There's a hierarchy at nightclubs not based on merit, but based on cheesiness for men and hoochieness for women. If you're a guy and you wear sunglasses at night, you have facial hair shaved into a thin line from ear to chin to ear, and you bob your head at the first sound of an electronic beat, you'll be treated like royalty. If you're a chick and you wear undergarments that are intentionally visible to anyone with eyes, you have abnormally large fake breasts that you're not afraid to expose, and you flirt with cheesy guys at the first sound of an electronic beat, you too will be treated like royalty. I, however, do not get treated like royalty.

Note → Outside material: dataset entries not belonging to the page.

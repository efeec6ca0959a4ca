//! Synthetic noise fields for exercising the estimators.
//!
//! # Core Functions
//!
//! ## Simple Normal Array
//! Deterministic Gaussian noise fields for reproducible tests.
//!
//! ## Contaminated Normal Array
//! Gaussian background with a one-sided exponential tail mixed in, the
//! shape of a sky background polluted by faint sources and cosmic rays.

use ndarray::Array2;
use rand::rngs::StdRng;
use rand::{Rng, SeedableRng};
use rand_distr::{Distribution, Exp, Normal, NormalError};

/// Generate a 2D array of normally distributed values for testing purposes.
///
/// # Arguments
/// * `size` - Tuple of (height, width) for the output array dimensions
/// * `mean` - Mean value of the normal distribution
/// * `std_dev` - Standard deviation of the normal distribution
/// * `seed` - Random seed for deterministic output
///
/// # Returns
/// A 2D array with values sampled from Normal(mean, std_dev), or the
/// distribution error for a negative or non-finite `std_dev`.
pub fn simple_normal_array(
    size: (usize, usize),
    mean: f64,
    std_dev: f64,
    seed: u64,
) -> Result<Array2<f64>, NormalError> {
    let mut rng = StdRng::seed_from_u64(seed);
    let normal_dist = Normal::new(mean, std_dev)?;
    Ok(Array2::from_shape_fn(size, |_| normal_dist.sample(&mut rng)))
}

/// Gaussian noise with a fraction of pixels pushed up by an exponential tail.
///
/// Each pixel is drawn from Normal(mean, std_dev); with probability
/// `tail_fraction` an Exp(1/`tail_scale`) deviate is added on top. The
/// fraction is clamped to `[0, 1]`; a non-positive `tail_scale` disables the tail.
pub fn contaminated_normal_array(
    size: (usize, usize),
    mean: f64,
    std_dev: f64,
    tail_fraction: f64,
    tail_scale: f64,
    seed: u64,
) -> Result<Array2<f64>, NormalError> {
    let mut rng = StdRng::seed_from_u64(seed);
    let normal_dist = Normal::new(mean, std_dev)?;
    let tail = Exp::new(tail_scale.recip()).ok().filter(|_| tail_scale > 0.0);
    let fraction = tail_fraction.clamp(0.0, 1.0);

    Ok(Array2::from_shape_fn(size, |_| {
        let base = normal_dist.sample(&mut rng);
        match &tail {
            Some(exp) if rng.gen_bool(fraction) => base + exp.sample(&mut rng),
            _ => base,
        }
    }))
}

I cringe when the drinks are $15 and I take offense when the waitstaff scoffs at me for not getting bottle service. Bottle service is ridiculous with a capital diculous. Shit! You pay $400 for a $30 bottle of alcohol so you can sit down. I realize it makes you look rich, but if you really were rich, you'd spend your money on more practical things, like stocks (just kidding).
Anyway, the wife and I finished dinner and went to the club (yeah, I wear the pants in the family). 24K is supposedly the hippest club in Denver. Isn't that an oxymoron? Nothing in Denver is hip. I love that these days, there are hip venues in shitty places like Des Moines, Dubuque, Butte, Albuquerque, and Denver. Small cow towns should stick to country bars and dive bars. That's what they do best. Regardless, 24K has all the trappings of a hip bar in a real city, including the velvet rope. There, a large bouncer ID'd and questioned me. I guess being old at a club is the equivalent of being a terrorist at the airport.
Because my wife is hot and looks young, she was able to vouch for me. When we got in, Sandy was at a table with a bunch of basketball players. I have no idea why small towns lionize professional athletes. They're freakish and dumb. I'm short and I don't like sports. So, I can't stand professional athletes. The players were obviously happy to have my wife join them at the table and have her sip from their bottle. I, on the other hand, had to go to the bar. Since I didn't want to buy two $15 drinks, I was fine with that.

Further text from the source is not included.